L'avocat de SOS Méditerranée François De Cambiaire et le président de SOS Méditerranée François Thomas. Photo : PID

“Ces faits constituent une scène unique de violences à laquelle tous ont pleinement participé.” Pas de doute pour le tribunal. Ce jeudi 20 octobre, c’est en ces termes qu’il qualifie l’intrusion des 23 militants de Génération identitaire au siège marseillais de SOS Méditerranée, une ONG qui porte secours aux migrants.

À l’issue d’une dizaine de jours de procès, les prévenus sont donc tous condamnés, à des peines plus ou moins lourdes en fonction de leur niveau d’implication et de leurs précédentes condamnations : allant de cinq mois de prison avec sursis à un an de prison ferme. Celles-ci sont proches des réquisitions qu’avait prononcées le procureur.

Aucun des membres de l’équipée d’octobre 2018 n’a fait le déplacement pour entendre sa condamnation, comme ils avaient déserté la plupart des journées d’audience. La mine grave, les sept victimes, salariées de SOS Méditerranée, ont elles accueilli le délibéré sans effusion.

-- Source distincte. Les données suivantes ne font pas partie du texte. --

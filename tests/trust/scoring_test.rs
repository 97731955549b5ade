//! Score arithmetic, status bands, ledger consistency, and band
//! enforcement.

use std::sync::Arc;
use std::time::Duration;

use clarad::bus::EventBus;
use clarad::caps::{CapCall, RecordingCaps};
use clarad::store::TrustStore;
use clarad::trust::TrustEngine;
use clarad::types::{AppStatus, ViolationKind};

fn engine(dir: &std::path::Path, caps: Arc<RecordingCaps>) -> (TrustEngine, Arc<TrustStore>) {
    let store = Arc::new(
        TrustStore::open(&dir.join("trust.json"), &dir.join("violations.jsonl")).expect("store"),
    );
    let (bus, _dispatcher) = EventBus::new(
        256,
        Duration::from_millis(50),
        Duration::from_secs(2),
    );
    (
        TrustEngine::new(Arc::clone(&store), caps, bus),
        store,
    )
}

fn play_store_caps(package: &str) -> Arc<RecordingCaps> {
    let caps = Arc::new(RecordingCaps::new());
    caps.set_installer(package, "com.android.vending");
    caps.set_uid(package, 10300);
    caps
}

#[tokio::test]
async fn repeated_violations_walk_down_the_bands() {
    let dir = tempfile::tempdir().expect("tempdir");
    let caps = play_store_caps("com.shop.app");
    let (engine, _store) = engine(dir.path(), Arc::clone(&caps));

    let record = engine.register("com.shop.app").await.expect("register");
    assert_eq!(record.score, 80);
    assert_eq!(record.status, AppStatus::Trusted);

    let expected = [(70, AppStatus::Normal), (60, AppStatus::Normal), (50, AppStatus::Normal)];
    for (score, status) in expected {
        engine
            .record_violation("com.shop.app", ViolationKind::BackgroundLocation, "")
            .await
            .expect("violation");
        let record = engine.info("com.shop.app").await.expect("record");
        assert_eq!(record.score, score);
        assert_eq!(record.status, status);
    }

    // Fourth violation drops into the suspicious band.
    caps.clear_calls();
    engine
        .record_violation("com.shop.app", ViolationKind::BackgroundLocation, "")
        .await
        .expect("violation");
    let record = engine.info("com.shop.app").await.expect("record");
    assert_eq!(record.score, 40);
    assert_eq!(record.status, AppStatus::Suspicious);

    let revoked: Vec<String> = caps
        .calls()
        .into_iter()
        .filter_map(|c| match c {
            CapCall::Revoke { permission, .. } => Some(permission),
            _ => None,
        })
        .collect();
    assert!(revoked.contains(&"android.permission.CAMERA".to_owned()));
    assert!(revoked.contains(&"android.permission.RECORD_AUDIO".to_owned()));
    assert!(revoked.contains(&"android.permission.READ_CONTACTS".to_owned()));
}

#[tokio::test]
async fn score_is_the_clamped_fold_of_all_transitions() {
    let dir = tempfile::tempdir().expect("tempdir");
    let caps = play_store_caps("com.shop.app");
    let (engine, _store) = engine(dir.path(), Arc::clone(&caps));
    engine.register("com.shop.app").await.expect("register");

    // Mixed sequence; deltas are applied with clamping at every step.
    let ops: Vec<i32> = vec![-30, 5, -20, 3, -30, 2, 10, -5];
    let mut model = 80i32;
    for delta in &ops {
        if *delta < 0 {
            let kind = match delta {
                -30 => ViolationKind::HiddenCamera,
                -20 => ViolationKind::SmsRead,
                -5 => ViolationKind::BootStart,
                _ => unreachable!(),
            };
            engine
                .record_violation("com.shop.app", kind, "")
                .await
                .expect("violation");
            model = (model + delta).max(0);
        } else {
            engine
                .reward_good_behavior("com.shop.app", *delta)
                .await
                .expect("reward");
            model = (model + delta).min(95);
        }
        let record = engine.info("com.shop.app").await.expect("record");
        assert_eq!(record.score, model);
        // Status is always the derivation of the score.
        assert_eq!(record.status, AppStatus::from_score(record.score));
    }
}

#[tokio::test]
async fn reward_never_exceeds_source_ceiling() {
    let dir = tempfile::tempdir().expect("tempdir");
    let caps = play_store_caps("com.shop.app");
    let (engine, _store) = engine(dir.path(), caps);
    engine.register("com.shop.app").await.expect("register");

    for _ in 0..20 {
        engine
            .reward_good_behavior("com.shop.app", 2)
            .await
            .expect("reward");
    }
    let record = engine.info("com.shop.app").await.expect("record");
    assert_eq!(record.score, 95, "play store ceiling");
}

#[tokio::test]
async fn ledger_has_one_entry_per_successful_violation() {
    let dir = tempfile::tempdir().expect("tempdir");
    let caps = play_store_caps("com.shop.app");
    let (engine, store) = engine(dir.path(), caps);
    engine.register("com.shop.app").await.expect("register");

    for _ in 0..5 {
        engine
            .record_violation("com.shop.app", ViolationKind::ClipboardSnoop, "")
            .await
            .expect("violation");
    }

    let ledger = store.violations_for("com.shop.app").expect("ledger");
    assert_eq!(ledger.len(), 5);
    let ids: Vec<u64> = ledger.iter().map(|v| v.id).collect();
    assert_eq!(ids, vec![1, 2, 3, 4, 5]);

    let record = engine.info("com.shop.app").await.expect("record");
    assert_eq!(record.violation_count, 5);
}

#[tokio::test]
async fn whitelisted_app_is_exempt_from_scoring() {
    let dir = tempfile::tempdir().expect("tempdir");
    let caps = play_store_caps("com.shop.app");
    let (engine, store) = engine(dir.path(), Arc::clone(&caps));

    engine.register("com.shop.app").await.expect("register");
    engine
        .whitelist("com.shop.app", true)
        .await
        .expect("whitelist");

    engine
        .record_violation("com.shop.app", ViolationKind::HiddenCamera, "")
        .await
        .expect("violation");
    engine
        .reward_good_behavior("com.shop.app", 5)
        .await
        .expect("reward");

    let record = engine.info("com.shop.app").await.expect("record");
    assert_eq!(record.score, 80, "whitelisted score never moves");
    assert!(store.violations_for("com.shop.app").expect("ledger").is_empty());
    assert!(caps.calls().is_empty(), "no enforcement against whitelisted");
}

#[tokio::test]
async fn system_app_is_exempt_from_scoring() {
    let dir = tempfile::tempdir().expect("tempdir");
    let caps = Arc::new(RecordingCaps::new());
    caps.set_path("com.android.phone", "/system/priv-app/Phone.apk");
    let (engine, store) = engine(dir.path(), Arc::clone(&caps));

    engine.register("com.android.phone").await.expect("register");
    engine
        .record_violation("com.android.phone", ViolationKind::SmsRead, "")
        .await
        .expect("violation");

    let record = engine.info("com.android.phone").await.expect("record");
    assert_eq!(record.score, 100);
    assert_eq!(record.status, AppStatus::System);
    assert!(store
        .violations_for("com.android.phone")
        .expect("ledger")
        .is_empty());
}

#[tokio::test]
async fn normal_band_revokes_precision_location_and_marks_fuzzy() {
    let dir = tempfile::tempdir().expect("tempdir");
    let caps = play_store_caps("com.shop.app");
    let (engine, _store) = engine(dir.path(), Arc::clone(&caps));
    engine.register("com.shop.app").await.expect("register");

    engine
        .record_violation("com.shop.app", ViolationKind::SmsRead, "")
        .await
        .expect("violation");

    let record = engine.info("com.shop.app").await.expect("record");
    assert_eq!(record.score, 60);
    assert!(record.fuzzy_location);
    assert_eq!(
        caps.calls(),
        vec![CapCall::Revoke {
            package: "com.shop.app".to_owned(),
            permission: "android.permission.ACCESS_FINE_LOCATION".to_owned(),
        }]
    );
}

#[tokio::test]
async fn enforcement_failure_keeps_ledger_and_score() {
    let dir = tempfile::tempdir().expect("tempdir");
    let caps = play_store_caps("com.shop.app");
    caps.deny("revoke");
    let (engine, store) = engine(dir.path(), caps);
    engine.register("com.shop.app").await.expect("register");

    engine
        .record_violation("com.shop.app", ViolationKind::SmsRead, "")
        .await
        .expect("violation succeeds despite enforcement failure");

    let record = engine.info("com.shop.app").await.expect("record");
    assert_eq!(record.score, 60, "score change persists");
    assert_eq!(store.violations_for("com.shop.app").expect("ledger").len(), 1);
}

Le 5 octobre 2018, 22 membres de Génération identitaire “ont envahi les bureaux privés de SOS Méditerranée, par la force, en criant et en filmant les faits. Ils ont employé la contrainte physique pour faire sortir une partie du personnel de l’association et occupé de manière forcée les lieux”, précise le tribunal dans son délibéré. Il retient les charges de violences en réunion et de participation à un groupement en vue de la préparation de violences. La 23ème partie prenante se tenait à l’extérieur, rue Paradis, pour filmer le déploiement aux fenêtres d’une banderole proclamant “SOS Méditerranée complice du trafic d’êtres humains”. Elle est condamnée pour complicité.

Deux peines de prison ferme

La peine la plus lourde, un an d’emprisonnement ferme, aménagée sous bracelet électronique, est prononcée contre Romain Espino, 29 ans. Cet ancien cadre de Génération identitaire est reconnu comme “ayant tenu un rôle prépondérant dans la commission des faits”, estime le tribunal. Il a par ailleurs déjà été condamné à trois reprises après d’autres actions du groupe d’extrême droite, dissout en 2021. Sa peine est assortie d’une inéligibilité de cinq ans, tout comme quatre de ses comparses les plus sévèrement condamnés, ainsi que d’une interdiction de séjour à Marseille pendant trois ans. Cette interdiction de territoire est également appliquée à la majorité des responsables de l’attaque.

C’est une décision d’une grande fermeté. On ne tire pas impunément sur l’ambulance

Me De Cambiaire, avocat de SOS Méditerranée

L’Aixois Jérémie Piano est ainsi contraint de ne pas se rendre dans la préfecture des Bouches-du-Rhône. Le militant identitaire, investit aux législatives par le parti d’Éric Zemmour Reconquête est également condamné à huit mois d’emprisonnement avec sursis. L’ancien légionnaire Peter Sterligov reçoit les mêmes peines, le tribunal leur reconnaissant une “persistance de comportement délictuel, (…) conjuguée à leur rôle particulièrement agressif”, au cours de l’attaque du local de SOS Méditerranée.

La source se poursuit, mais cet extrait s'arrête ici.